A related possibility: During his term, Mr. Trump might have made gains among the kinds of voters who would be less likely to respond to surveys, and might have lost additional ground among voters who would be more likely to respond to surveys. College education, of course, is only a proxy for the traits that predict whether someone might back Mr. Trump or respond to a poll. There are other proxies as well, like whether you trust your neighbor; volunteer your time; are politically engaged.

Another proxy is turnout: People who vote are likelier to take political surveys. The Times/Siena surveys go to great lengths to reach nonvoters, which was a major reason our surveys were more favorable for the president than others in 2016. In 2020, the nonvoters reached by The Times were generally more favorable for Mr. Biden than those with a track record of turning out in recent elections. It’s possible that, in the end, the final data will suggest that Mr. Trump did a better job of turning out nonvoters who backed him. But it’s also possible that we reached the wrong low-turnout voters.

The resistance hurt the polls. It’s well established that politically engaged voters are likelier to respond to political surveys, and it’s clear that the election of President Trump led to a surge of political engagement on the left. Millions attended the Women’s March or took part in Black Lives Matter protests. Progressive activists donated enormous sums and turned out in record numbers for special elections that would have never earned serious national attention in a different era.
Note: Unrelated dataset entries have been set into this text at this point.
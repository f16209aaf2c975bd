//! Orchestration of identity lookups, credential checks and token issuance.

use std::future::Future;
use std::sync::Arc;
use std::time::Duration;

use warden_core::credentials::{CredentialValidator, Credentials};
use warden_core::error::AuthError;
use warden_core::identity::{IdentityStore, NewIdentity, StoredIdentity};
use warden_core::principal::Principal;
use warden_core::roles::{is_known_role, ROLE_ADMIN};
use warden_core::types::DbId;

use crate::auth::jwt::TokenService;
use crate::auth::password::HashingPool;

/// Password hashed at startup and verified against when a login id is
/// unknown, so both failure paths do the same amount of work.
const TIMING_DECOY_PASSWORD: &str = "warden-timing-decoy-password";

/// Tunables for [`UserService`].
#[derive(Debug, Clone)]
pub struct UserServiceSettings {
    /// Role given to identities created through sign-up.
    pub default_role: String,
    /// Lifetime of issued access tokens.
    pub token_ttl: chrono::Duration,
    /// Upper bound on a single identity store call.
    pub store_timeout: Duration,
}

/// Optional profile fields supplied at sign-up.
#[derive(Debug, Clone, Default)]
pub struct SignUpProfile {
    pub display_name: Option<String>,
}

/// Result of a successful login.
#[derive(Debug, Clone)]
pub struct LoginOutcome {
    pub access_token: String,
    /// Token lifetime in seconds.
    pub expires_in: i64,
    pub identity: StoredIdentity,
}

#[derive(Clone)]
pub struct UserService {
    store: Arc<dyn IdentityStore>,
    hashing: HashingPool,
    tokens: TokenService,
    validator: CredentialValidator,
    settings: UserServiceSettings,
    decoy_hash: Arc<str>,
}

impl UserService {
    /// Build the service. Computes the timing decoy hash synchronously.
    pub fn new(
        store: Arc<dyn IdentityStore>,
        hashing: HashingPool,
        tokens: TokenService,
        validator: CredentialValidator,
        settings: UserServiceSettings,
    ) -> Result<Self, AuthError> {
        let decoy_hash = hashing.hasher().hash(TIMING_DECOY_PASSWORD)?;
        Ok(Self {
            store,
            hashing,
            tokens,
            validator,
            settings,
            decoy_hash: decoy_hash.into(),
        })
    }

    pub fn tokens(&self) -> &TokenService {
        &self.tokens
    }

    /// Project a stored identity to the claims carried in tokens.
    pub fn to_principal(identity: &StoredIdentity) -> Principal {
        Principal::new(identity.id.to_string(), identity.role.clone())
    }

    /// Prove that `credentials` belong to a stored identity.
    ///
    /// Unknown login ids and wrong passwords are distinct errors here but the
    /// HTTP layer renders them identically.
    pub async fn authenticate(&self, credentials: &Credentials) -> Result<StoredIdentity, AuthError> {
        self.validator.validate(credentials)?;

        let found = self
            .bounded(self.store.find_by_login_id(&credentials.login_id))
            .await?;

        let Some(identity) = found else {
            // Burn the same hashing cost as a real verification.
            let _ = self
                .hashing
                .verify(credentials.password.clone(), self.decoy_hash.to_string())
                .await;
            tracing::info!(login_id = %credentials.login_id, "Login failed: unknown login id");
            return Err(AuthError::IdentityNotFound);
        };

        let matches = self
            .hashing
            .verify(credentials.password.clone(), identity.password_hash.clone())
            .await?;
        if !matches {
            tracing::info!(
                login_id = %credentials.login_id,
                user_id = identity.id,
                "Login failed: wrong password"
            );
            return Err(AuthError::InvalidCredentials);
        }

        Ok(identity)
    }

    /// Authenticate and mint an access token.
    ///
    /// The token is only created after verification has completed; dropping
    /// this future earlier produces nothing.
    pub async fn login(&self, credentials: &Credentials) -> Result<LoginOutcome, AuthError> {
        let identity = self.authenticate(credentials).await?;
        let principal = Self::to_principal(&identity);
        let access_token = self.tokens.issue(&principal, self.settings.token_ttl)?;

        tracing::info!(user_id = identity.id, role = %identity.role, "User logged in");
        Ok(LoginOutcome {
            access_token,
            expires_in: self.settings.token_ttl.num_seconds(),
            identity,
        })
    }

    /// Create a new identity with the default role.
    pub async fn sign_up(
        &self,
        credentials: &Credentials,
        profile: SignUpProfile,
    ) -> Result<StoredIdentity, AuthError> {
        let role = self.settings.default_role.clone();
        self.create_identity(credentials, role, profile).await
    }

    /// Create an admin from `credentials` unless the login id already exists.
    ///
    /// Returns `true` if an identity was created.
    pub async fn ensure_admin(&self, credentials: &Credentials) -> Result<bool, AuthError> {
        match self
            .create_identity(credentials, ROLE_ADMIN.to_string(), SignUpProfile::default())
            .await
        {
            Ok(identity) => {
                tracing::info!(user_id = identity.id, login_id = %identity.login_id, "Bootstrap admin created");
                Ok(true)
            }
            Err(AuthError::DuplicateLoginId(_)) => Ok(false),
            Err(e) => Err(e),
        }
    }

    async fn create_identity(
        &self,
        credentials: &Credentials,
        role: String,
        profile: SignUpProfile,
    ) -> Result<StoredIdentity, AuthError> {
        self.validator.validate(credentials)?;

        // Fail fast before paying for a hash; `create` still guards against races.
        if self
            .bounded(self.store.find_by_login_id(&credentials.login_id))
            .await?
            .is_some()
        {
            return Err(AuthError::DuplicateLoginId(credentials.login_id.clone()));
        }

        let password_hash = self.hashing.hash(credentials.password.clone()).await?;
        let identity = self
            .bounded(self.store.create(NewIdentity {
                login_id: credentials.login_id.clone(),
                role,
                password_hash,
                display_name: profile.display_name,
            }))
            .await?;

        tracing::info!(user_id = identity.id, role = %identity.role, "Identity created");
        Ok(identity)
    }

    /// Change a password after re-verifying the current one.
    pub async fn change_password(
        &self,
        id: DbId,
        current_password: &str,
        new_password: &str,
    ) -> Result<(), AuthError> {
        let identity = self.find(id).await?;

        let matches = self
            .hashing
            .verify(current_password.to_string(), identity.password_hash.clone())
            .await?;
        if !matches {
            tracing::info!(user_id = id, "Password change rejected: wrong current password");
            return Err(AuthError::CurrentPasswordMismatch);
        }

        self.validator.validate_password(new_password)?;
        let new_hash = self.hashing.hash(new_password.to_string()).await?;

        if !self
            .bounded(self.store.update_password_hash(id, &new_hash))
            .await?
        {
            return Err(AuthError::IdentityMissing(id));
        }
        tracing::info!(user_id = id, "Password changed");
        Ok(())
    }

    /// Assign a new role. Tokens issued earlier keep their old role claim until they expire.
    pub async fn change_role(&self, id: DbId, role: &str) -> Result<StoredIdentity, AuthError> {
        if !is_known_role(role) {
            return Err(AuthError::UnknownRole(role.to_string()));
        }
        let updated = self
            .bounded(self.store.update_role(id, role))
            .await?
            .ok_or(AuthError::IdentityMissing(id))?;

        tracing::info!(user_id = id, role = %role, "Role changed");
        Ok(updated)
    }

    pub async fn find(&self, id: DbId) -> Result<StoredIdentity, AuthError> {
        self.bounded(self.store.find_by_id(id))
            .await?
            .ok_or(AuthError::IdentityMissing(id))
    }

    pub async fn list(&self) -> Result<Vec<StoredIdentity>, AuthError> {
        self.bounded(self.store.list()).await
    }

    /// Apply the store timeout to a single store call.
    async fn bounded<T>(
        &self,
        call: impl Future<Output = Result<T, AuthError>>,
    ) -> Result<T, AuthError> {
        match tokio::time::timeout(self.settings.store_timeout, call).await {
            Ok(result) => result,
            Err(_) => {
                tracing::warn!(
                    timeout_ms = self.settings.store_timeout.as_millis() as u64,
                    "Identity store call timed out"
                );
                Err(AuthError::IdentityStoreUnavailable(
                    "identity store timed out".to_string(),
                ))
            }
        }
    }
}
pub mod user_repo;

pub use user_repo::UserRepo;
This surge of political participation might have also meant that the resistance became likelier to respond to political surveys, controlling for their demographic characteristics. Are the “MSNBC moms” now excited to take a poll while they put Rachel Maddow on mute in the background? Like most of the other theories presented here, there’s no hard evidence for it — but it does fit with some well-established facts about propensity to respond to surveys.

The turnout hurt the polls. Political pollsters have often assumed that higher turnout makes polling easier, since it means that there’s less uncertainty about the composition of the electorate. Maybe that’s not how it worked out.

Heading into the election, many surveys showed something unusual: Democrats faring better among likely voters than among registered voters. Usually, Republicans hold the turnout edge.

Take Pennsylvania. The final CNN/SSRS poll of the state showed Mr. Biden up by 10 points among likely voters, but by just five among registered voters. Monmouth showed Mr. Biden up by seven among likely voters in a “high-turnout” scenario (which it ended up being), but by five points among registered voters. Marist? It had a lead of six points among likely voters and five points among registered voters. The ABC/Washington Post showed a seven-point lead for Mr. Biden among likely voters and a four-point lead among registered voters.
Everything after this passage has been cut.